People in Asia and Africa have used traditional or folk medicine for a long time, depending on using plants according to practice and theories (WHO, 2015). Many modern medicines depend on plant phytochemicals or derivatives used in folk medicine (Tanaka and Kashiwada, 2021). In our study, several plants consumed by people as traditional medicine were used to evaluate their anticancer effects against the HepG2 cancer cell line compared to their effect against HdFn normal cell line at 48 h. The results of the A mixture were illustrated in (Table 2) where it showed a concentration-dependent effect against HepG2, whereas the 400 and 200 µg/ml revealed the highest cytotoxicity by 66.98 and 60.65%, respectively. In comparison, the same concentration shows 30.44% cytotoxicity against control cells.
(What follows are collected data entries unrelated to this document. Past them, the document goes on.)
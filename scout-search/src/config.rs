//! Search configuration with sensible defaults.
//!
//! [`SearchConfig`] controls provider order, the primary-sufficiency
//! threshold, per-call timeouts, rate-limit retries, caching and the
//! per-provider circuit breaker. It is embedded as the `[search]` table of
//! the application config, so every field has a serde default.

use serde::{Deserialize, Serialize};

use crate::circuit_breaker::CircuitBreakerConfig;
use crate::error::SearchError;
use crate::types::ProviderId;

/// Configuration for a search aggregation.
#[derive(Debug, Clone, PartialEq, Serialize, Deserialize)]
#[serde(default)]
pub struct SearchConfig {
    /// Providers in preference order. The first entry is the primary; the
    /// rest are only called when the primary under-delivers.
    pub providers: Vec<ProviderId>,
    /// Fraction of the requested count the primary must return for the
    /// secondaries to be skipped.
    pub primary_sufficiency_ratio: f64,
    /// Hard timeout in seconds for one provider call, retries included.
    pub timeout_seconds: u64,
    /// Maximum attempts per provider call when rate limited (429/503).
    pub max_attempts: u32,
    /// Base delay for exponential backoff between rate-limited attempts.
    pub base_backoff_ms: u64,
    /// Upper bound for a single backoff delay.
    pub max_backoff_ms: u64,
    /// How long to cache aggregated results in seconds. 0 disables caching.
    pub cache_ttl_seconds: u64,
    /// Environment variable holding the Brave Search API key.
    pub brave_api_key_env: String,
    /// Environment variable holding the Serper API key.
    pub serper_api_key_env: String,
    /// Custom User-Agent header. `None` uses the crate default.
    pub user_agent: Option<String>,
    /// Per-provider circuit breaker tuning.
    pub circuit_breaker: CircuitBreakerConfig,
}

impl Default for SearchConfig {
    fn default() -> Self {
        Self {
            providers: vec![ProviderId::Brave, ProviderId::Serper],
            primary_sufficiency_ratio: 0.7,
            timeout_seconds: 10,
            max_attempts: 3,
            base_backoff_ms: 500,
            max_backoff_ms: 4_000,
            cache_ttl_seconds: 900,
            brave_api_key_env: "BRAVE_API_KEY".to_owned(),
            serper_api_key_env: "SERPER_API_KEY".to_owned(),
            user_agent: None,
            circuit_breaker: CircuitBreakerConfig::default(),
        }
    }
}

impl SearchConfig {
    /// Validates this configuration, returning an error if any field is invalid.
    ///
    /// Checks:
    /// - `providers` must not be empty and must not repeat a provider
    /// - `primary_sufficiency_ratio` must lie in `(0, 1]`
    /// - `timeout_seconds` and `max_attempts` must be greater than 0
    /// - `base_backoff_ms` must be <= `max_backoff_ms`
    pub fn validate(&self) -> Result<(), SearchError> {
        if self.providers.is_empty() {
            return Err(SearchError::Config(
                "at least one provider must be enabled".into(),
            ));
        }
        for (i, provider) in self.providers.iter().enumerate() {
            if self.providers[..i].contains(provider) {
                return Err(SearchError::Config(format!(
                    "provider {provider} listed more than once"
                )));
            }
        }
        if !(self.primary_sufficiency_ratio > 0.0 && self.primary_sufficiency_ratio <= 1.0) {
            return Err(SearchError::Config(
                "primary_sufficiency_ratio must be in (0, 1]".into(),
            ));
        }
        if self.timeout_seconds == 0 {
            return Err(SearchError::Config(
                "timeout_seconds must be greater than 0".into(),
            ));
        }
        if self.max_attempts == 0 {
            return Err(SearchError::Config(
                "max_attempts must be greater than 0".into(),
            ));
        }
        if self.base_backoff_ms > self.max_backoff_ms {
            return Err(SearchError::Config(
                "base_backoff_ms must be <= max_backoff_ms".into(),
            ));
        }
        Ok(())
    }

    /// Number of results the primary must return to short-circuit the
    /// fallback chain for a request of `count` results.
    pub fn sufficiency_threshold(&self, count: usize) -> usize {
        (count as f64 * self.primary_sufficiency_ratio).ceil() as usize
    }
}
Moreover, the IC50 for mixture A shown in (Fig 1) and was 53.0 µg/m against HepG2, while its effect on normal cells HdFn was ineffective in a few concentrations.

Table 2: The cytotoxicity effects of mixture a extract on HepG2 and HdFn cell line.



Fig 1: The IC50 of mixture A affected the HepG2 and HdFn cell line.



Additionally, the results of mixture B against HepG2 were shown in (Table 2), wherein the highest cytotoxicity appears in 400 and 200 µg/ml, which is 63.66 and 50.19% (Table 3 and Fig 2). Moreover, the IC50 against HepG2 was 44.29 µg/ml, while the effect on control cells was 229.6 µg/ml.

Table 3: The cytotoxicity effects of mixture B extract on HepG2 and HdFn cell line.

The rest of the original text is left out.